Records from a data collection
——————————

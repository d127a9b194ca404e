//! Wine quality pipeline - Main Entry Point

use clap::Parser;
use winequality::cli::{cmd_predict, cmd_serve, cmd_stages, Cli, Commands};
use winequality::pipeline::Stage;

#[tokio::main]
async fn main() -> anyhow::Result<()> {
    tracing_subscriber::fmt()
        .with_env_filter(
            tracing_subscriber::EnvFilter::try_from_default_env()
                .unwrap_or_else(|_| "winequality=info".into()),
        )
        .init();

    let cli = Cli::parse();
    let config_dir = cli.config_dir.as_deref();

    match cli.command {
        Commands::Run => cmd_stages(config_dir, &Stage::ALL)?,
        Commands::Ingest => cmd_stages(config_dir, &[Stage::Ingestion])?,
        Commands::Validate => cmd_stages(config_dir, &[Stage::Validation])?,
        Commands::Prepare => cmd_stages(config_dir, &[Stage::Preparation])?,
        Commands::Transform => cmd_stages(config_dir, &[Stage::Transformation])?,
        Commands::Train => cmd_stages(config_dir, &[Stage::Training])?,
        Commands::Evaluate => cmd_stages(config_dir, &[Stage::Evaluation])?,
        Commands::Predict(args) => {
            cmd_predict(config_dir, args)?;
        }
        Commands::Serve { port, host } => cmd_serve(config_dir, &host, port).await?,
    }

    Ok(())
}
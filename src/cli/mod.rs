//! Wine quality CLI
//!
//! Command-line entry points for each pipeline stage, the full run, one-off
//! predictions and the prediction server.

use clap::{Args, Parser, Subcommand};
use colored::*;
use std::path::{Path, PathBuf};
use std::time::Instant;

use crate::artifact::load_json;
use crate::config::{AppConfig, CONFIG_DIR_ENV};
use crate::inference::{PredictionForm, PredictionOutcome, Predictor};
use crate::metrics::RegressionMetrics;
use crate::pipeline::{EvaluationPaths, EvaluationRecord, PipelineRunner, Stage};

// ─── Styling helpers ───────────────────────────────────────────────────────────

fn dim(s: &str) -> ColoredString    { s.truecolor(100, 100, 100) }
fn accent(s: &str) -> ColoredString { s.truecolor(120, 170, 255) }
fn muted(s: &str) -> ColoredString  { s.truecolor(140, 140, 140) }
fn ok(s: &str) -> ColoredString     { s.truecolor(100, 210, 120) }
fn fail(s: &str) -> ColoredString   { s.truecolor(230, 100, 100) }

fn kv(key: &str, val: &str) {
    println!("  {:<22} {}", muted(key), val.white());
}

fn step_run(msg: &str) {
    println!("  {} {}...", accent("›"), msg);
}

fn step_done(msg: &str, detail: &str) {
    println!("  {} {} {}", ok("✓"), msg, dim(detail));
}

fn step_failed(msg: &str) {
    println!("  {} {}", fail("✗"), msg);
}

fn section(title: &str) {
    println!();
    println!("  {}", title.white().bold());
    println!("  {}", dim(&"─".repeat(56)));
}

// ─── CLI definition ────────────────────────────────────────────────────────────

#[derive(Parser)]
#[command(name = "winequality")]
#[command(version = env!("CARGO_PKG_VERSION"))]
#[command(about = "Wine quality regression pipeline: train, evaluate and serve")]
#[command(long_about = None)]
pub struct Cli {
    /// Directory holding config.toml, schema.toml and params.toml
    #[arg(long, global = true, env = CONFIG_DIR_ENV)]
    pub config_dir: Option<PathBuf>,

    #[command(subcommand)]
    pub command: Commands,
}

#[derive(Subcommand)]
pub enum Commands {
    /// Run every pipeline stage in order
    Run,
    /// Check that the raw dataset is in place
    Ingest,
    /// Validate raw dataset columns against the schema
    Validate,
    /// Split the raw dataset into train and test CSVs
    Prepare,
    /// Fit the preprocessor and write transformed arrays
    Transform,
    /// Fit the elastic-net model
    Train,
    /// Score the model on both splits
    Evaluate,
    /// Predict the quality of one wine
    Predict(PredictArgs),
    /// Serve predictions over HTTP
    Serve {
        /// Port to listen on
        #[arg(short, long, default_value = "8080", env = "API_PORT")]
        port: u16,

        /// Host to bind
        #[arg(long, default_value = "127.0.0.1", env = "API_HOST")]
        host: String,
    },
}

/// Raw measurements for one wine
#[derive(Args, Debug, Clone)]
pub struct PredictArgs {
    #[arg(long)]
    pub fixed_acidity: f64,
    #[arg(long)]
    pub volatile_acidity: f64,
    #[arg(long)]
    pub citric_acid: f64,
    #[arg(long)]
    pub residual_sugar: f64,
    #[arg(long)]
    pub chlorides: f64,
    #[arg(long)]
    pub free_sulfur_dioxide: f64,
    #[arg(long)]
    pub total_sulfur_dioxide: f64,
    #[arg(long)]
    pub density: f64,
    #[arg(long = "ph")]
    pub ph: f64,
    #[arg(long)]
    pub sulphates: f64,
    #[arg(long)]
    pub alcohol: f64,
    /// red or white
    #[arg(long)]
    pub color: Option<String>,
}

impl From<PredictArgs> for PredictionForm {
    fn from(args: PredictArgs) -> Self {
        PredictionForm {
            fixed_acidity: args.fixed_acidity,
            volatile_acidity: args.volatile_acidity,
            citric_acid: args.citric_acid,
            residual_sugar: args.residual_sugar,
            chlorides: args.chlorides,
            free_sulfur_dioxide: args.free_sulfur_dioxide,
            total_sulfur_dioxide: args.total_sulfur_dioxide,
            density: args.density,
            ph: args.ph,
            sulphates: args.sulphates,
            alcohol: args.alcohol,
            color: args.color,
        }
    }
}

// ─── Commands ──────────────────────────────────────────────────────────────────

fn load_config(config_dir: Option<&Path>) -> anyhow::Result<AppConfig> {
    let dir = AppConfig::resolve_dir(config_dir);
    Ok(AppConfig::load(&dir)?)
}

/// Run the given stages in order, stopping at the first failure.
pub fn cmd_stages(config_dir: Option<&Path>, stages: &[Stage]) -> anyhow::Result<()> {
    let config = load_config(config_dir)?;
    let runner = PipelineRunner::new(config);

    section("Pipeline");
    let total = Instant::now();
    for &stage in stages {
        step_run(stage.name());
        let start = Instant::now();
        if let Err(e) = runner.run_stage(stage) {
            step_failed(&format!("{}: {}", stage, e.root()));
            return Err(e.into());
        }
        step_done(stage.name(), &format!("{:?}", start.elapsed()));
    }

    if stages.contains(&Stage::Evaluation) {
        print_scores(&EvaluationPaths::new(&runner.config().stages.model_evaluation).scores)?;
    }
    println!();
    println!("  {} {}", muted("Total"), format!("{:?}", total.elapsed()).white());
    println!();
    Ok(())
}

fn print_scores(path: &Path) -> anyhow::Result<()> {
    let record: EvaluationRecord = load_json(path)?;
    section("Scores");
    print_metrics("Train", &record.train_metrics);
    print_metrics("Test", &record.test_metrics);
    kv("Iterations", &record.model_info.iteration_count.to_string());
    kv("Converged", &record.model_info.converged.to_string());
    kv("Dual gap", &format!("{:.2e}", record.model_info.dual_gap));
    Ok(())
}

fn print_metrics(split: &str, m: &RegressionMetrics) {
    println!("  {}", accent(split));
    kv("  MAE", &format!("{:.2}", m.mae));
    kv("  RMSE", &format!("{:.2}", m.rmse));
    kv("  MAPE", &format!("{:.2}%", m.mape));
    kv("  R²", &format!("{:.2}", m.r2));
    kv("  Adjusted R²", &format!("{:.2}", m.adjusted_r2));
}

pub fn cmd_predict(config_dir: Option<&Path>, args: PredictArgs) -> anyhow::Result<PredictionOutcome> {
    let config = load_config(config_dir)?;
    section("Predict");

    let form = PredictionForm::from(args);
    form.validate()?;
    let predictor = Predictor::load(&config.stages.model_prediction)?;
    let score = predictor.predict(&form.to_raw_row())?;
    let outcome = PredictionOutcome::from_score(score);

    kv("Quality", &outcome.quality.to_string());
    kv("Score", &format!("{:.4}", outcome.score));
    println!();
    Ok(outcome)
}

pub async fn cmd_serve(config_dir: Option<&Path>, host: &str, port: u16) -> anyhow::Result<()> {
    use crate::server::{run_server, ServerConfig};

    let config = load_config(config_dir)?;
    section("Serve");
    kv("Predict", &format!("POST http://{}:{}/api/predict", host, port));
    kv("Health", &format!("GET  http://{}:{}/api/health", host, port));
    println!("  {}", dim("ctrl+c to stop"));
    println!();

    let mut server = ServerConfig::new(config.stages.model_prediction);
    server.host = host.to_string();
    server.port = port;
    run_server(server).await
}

——————————

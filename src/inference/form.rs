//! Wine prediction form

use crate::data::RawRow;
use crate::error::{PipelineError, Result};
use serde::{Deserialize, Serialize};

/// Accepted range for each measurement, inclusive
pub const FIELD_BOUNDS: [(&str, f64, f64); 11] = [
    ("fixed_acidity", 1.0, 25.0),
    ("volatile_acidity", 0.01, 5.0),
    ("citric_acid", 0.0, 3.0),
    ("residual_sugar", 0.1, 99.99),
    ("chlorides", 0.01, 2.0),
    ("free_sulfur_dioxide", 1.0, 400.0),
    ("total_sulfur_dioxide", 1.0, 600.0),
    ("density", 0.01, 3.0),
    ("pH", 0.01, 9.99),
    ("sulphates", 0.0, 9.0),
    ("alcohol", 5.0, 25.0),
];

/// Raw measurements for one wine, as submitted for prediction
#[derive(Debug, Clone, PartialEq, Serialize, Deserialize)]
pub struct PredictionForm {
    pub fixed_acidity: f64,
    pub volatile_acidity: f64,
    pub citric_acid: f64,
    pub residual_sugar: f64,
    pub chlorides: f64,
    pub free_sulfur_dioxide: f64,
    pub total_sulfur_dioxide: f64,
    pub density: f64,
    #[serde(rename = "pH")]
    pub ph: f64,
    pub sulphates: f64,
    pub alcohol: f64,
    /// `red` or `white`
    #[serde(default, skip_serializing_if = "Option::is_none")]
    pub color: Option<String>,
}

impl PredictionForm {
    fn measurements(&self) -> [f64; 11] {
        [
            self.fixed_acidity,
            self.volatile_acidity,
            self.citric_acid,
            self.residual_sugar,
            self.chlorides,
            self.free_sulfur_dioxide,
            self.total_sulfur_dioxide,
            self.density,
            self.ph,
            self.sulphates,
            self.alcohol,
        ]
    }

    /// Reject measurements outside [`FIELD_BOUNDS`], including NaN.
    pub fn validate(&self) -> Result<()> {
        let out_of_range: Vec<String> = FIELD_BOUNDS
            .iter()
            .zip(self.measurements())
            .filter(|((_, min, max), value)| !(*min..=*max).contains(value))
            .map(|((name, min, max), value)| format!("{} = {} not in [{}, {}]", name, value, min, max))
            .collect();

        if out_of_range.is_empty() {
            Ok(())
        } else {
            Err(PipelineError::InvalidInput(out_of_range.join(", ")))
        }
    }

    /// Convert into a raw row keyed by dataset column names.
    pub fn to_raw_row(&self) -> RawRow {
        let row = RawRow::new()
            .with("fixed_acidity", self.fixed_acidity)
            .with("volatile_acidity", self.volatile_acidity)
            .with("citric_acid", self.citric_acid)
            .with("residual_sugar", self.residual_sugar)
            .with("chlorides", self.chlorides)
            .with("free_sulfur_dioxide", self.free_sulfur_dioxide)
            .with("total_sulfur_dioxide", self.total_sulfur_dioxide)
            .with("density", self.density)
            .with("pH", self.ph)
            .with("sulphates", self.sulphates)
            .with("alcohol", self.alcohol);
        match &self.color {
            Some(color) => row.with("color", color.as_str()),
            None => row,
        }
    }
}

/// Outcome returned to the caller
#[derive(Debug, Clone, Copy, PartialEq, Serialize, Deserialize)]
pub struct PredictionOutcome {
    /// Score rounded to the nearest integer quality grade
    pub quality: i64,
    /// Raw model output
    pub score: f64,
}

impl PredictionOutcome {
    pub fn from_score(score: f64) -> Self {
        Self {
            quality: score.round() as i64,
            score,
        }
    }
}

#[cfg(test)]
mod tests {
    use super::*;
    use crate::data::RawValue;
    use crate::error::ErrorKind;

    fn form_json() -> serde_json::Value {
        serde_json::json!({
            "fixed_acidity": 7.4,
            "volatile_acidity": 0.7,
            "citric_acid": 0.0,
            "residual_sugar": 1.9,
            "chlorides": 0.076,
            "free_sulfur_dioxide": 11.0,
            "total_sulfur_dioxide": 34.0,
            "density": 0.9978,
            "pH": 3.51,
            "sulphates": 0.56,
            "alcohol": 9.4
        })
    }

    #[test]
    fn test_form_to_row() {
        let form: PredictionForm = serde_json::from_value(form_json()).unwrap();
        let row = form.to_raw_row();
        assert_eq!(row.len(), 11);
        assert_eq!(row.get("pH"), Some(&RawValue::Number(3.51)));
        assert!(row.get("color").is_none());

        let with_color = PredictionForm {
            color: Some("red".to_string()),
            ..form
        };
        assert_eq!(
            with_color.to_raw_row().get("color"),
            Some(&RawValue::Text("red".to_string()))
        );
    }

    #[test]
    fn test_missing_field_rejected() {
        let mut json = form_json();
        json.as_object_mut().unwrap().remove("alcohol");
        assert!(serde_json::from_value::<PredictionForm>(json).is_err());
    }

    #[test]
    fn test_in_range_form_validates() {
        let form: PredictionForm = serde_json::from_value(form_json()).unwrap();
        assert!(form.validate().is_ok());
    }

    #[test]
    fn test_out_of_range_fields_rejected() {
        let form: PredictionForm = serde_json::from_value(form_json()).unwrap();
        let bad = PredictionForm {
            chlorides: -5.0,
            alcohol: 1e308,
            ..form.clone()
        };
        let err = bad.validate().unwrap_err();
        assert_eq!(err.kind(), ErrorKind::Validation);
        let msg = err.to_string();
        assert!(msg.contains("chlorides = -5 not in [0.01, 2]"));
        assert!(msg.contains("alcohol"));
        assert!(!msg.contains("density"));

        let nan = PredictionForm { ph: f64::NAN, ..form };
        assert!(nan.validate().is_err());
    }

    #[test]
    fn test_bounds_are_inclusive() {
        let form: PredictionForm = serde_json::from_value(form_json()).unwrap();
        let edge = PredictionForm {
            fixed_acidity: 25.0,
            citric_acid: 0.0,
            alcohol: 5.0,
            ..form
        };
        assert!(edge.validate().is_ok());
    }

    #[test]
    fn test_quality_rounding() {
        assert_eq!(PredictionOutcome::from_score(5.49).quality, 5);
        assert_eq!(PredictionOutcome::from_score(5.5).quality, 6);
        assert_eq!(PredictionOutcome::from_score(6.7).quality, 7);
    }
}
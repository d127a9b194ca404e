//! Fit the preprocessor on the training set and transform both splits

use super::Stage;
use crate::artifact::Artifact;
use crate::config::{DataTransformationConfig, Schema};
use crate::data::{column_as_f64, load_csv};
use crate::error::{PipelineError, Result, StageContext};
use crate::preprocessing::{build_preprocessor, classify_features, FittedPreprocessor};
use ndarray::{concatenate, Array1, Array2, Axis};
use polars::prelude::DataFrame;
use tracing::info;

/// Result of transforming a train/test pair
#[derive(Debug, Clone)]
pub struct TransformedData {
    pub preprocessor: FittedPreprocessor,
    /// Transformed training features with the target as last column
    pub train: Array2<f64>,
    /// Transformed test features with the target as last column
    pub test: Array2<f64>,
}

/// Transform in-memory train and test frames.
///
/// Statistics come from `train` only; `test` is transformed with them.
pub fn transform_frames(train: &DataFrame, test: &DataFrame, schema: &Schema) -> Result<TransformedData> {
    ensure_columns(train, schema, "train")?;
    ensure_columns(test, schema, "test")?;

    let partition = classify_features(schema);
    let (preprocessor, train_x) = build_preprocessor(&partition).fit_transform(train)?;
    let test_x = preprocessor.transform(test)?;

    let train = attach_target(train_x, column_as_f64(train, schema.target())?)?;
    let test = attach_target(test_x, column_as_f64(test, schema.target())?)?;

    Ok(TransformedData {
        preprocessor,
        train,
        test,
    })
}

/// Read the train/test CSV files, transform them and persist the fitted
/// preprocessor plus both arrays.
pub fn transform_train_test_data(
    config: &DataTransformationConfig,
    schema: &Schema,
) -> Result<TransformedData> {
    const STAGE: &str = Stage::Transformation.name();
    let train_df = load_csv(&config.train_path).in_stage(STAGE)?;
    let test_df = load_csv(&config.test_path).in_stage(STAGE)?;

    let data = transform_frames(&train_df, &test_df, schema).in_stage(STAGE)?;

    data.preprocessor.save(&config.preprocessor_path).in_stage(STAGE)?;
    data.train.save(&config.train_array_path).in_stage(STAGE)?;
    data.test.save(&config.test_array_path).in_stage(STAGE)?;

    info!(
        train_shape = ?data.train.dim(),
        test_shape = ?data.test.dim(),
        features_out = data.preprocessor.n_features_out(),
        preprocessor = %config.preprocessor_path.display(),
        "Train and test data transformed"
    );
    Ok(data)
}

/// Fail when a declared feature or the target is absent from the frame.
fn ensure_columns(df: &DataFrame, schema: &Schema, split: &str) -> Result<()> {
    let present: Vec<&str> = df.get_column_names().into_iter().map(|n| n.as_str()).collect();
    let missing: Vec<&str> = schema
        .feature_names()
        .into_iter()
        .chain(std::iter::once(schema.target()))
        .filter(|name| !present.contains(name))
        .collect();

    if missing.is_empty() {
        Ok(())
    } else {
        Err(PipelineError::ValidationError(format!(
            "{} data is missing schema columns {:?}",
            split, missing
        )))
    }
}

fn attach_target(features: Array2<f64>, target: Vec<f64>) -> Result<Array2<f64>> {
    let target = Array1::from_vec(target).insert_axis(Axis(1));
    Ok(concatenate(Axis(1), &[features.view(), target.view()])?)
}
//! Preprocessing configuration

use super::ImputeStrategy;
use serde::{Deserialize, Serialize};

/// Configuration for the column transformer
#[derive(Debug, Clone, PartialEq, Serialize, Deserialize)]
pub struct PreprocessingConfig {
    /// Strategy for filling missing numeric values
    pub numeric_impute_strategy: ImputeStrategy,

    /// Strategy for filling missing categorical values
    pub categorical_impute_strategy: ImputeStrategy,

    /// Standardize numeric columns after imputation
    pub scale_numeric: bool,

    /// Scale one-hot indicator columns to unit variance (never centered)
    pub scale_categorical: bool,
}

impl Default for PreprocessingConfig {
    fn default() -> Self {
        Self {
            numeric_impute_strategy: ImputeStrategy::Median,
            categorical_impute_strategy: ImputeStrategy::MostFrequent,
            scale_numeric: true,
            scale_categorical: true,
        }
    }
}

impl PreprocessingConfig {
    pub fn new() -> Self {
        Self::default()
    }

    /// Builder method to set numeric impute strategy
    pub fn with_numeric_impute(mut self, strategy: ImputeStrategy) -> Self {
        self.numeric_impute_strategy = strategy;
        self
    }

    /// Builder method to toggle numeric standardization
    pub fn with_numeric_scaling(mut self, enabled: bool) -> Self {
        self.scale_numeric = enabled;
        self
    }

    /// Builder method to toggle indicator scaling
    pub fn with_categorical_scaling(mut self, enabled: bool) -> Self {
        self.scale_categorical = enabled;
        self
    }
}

——————————

Whenever the word "partition" shows up in a line of the entries above, copy that line.

Finished task
    let partition = classify_features(schema);
    let (preprocessor, train_x) = build_preprocessor(&partition).fit_transform(train)?;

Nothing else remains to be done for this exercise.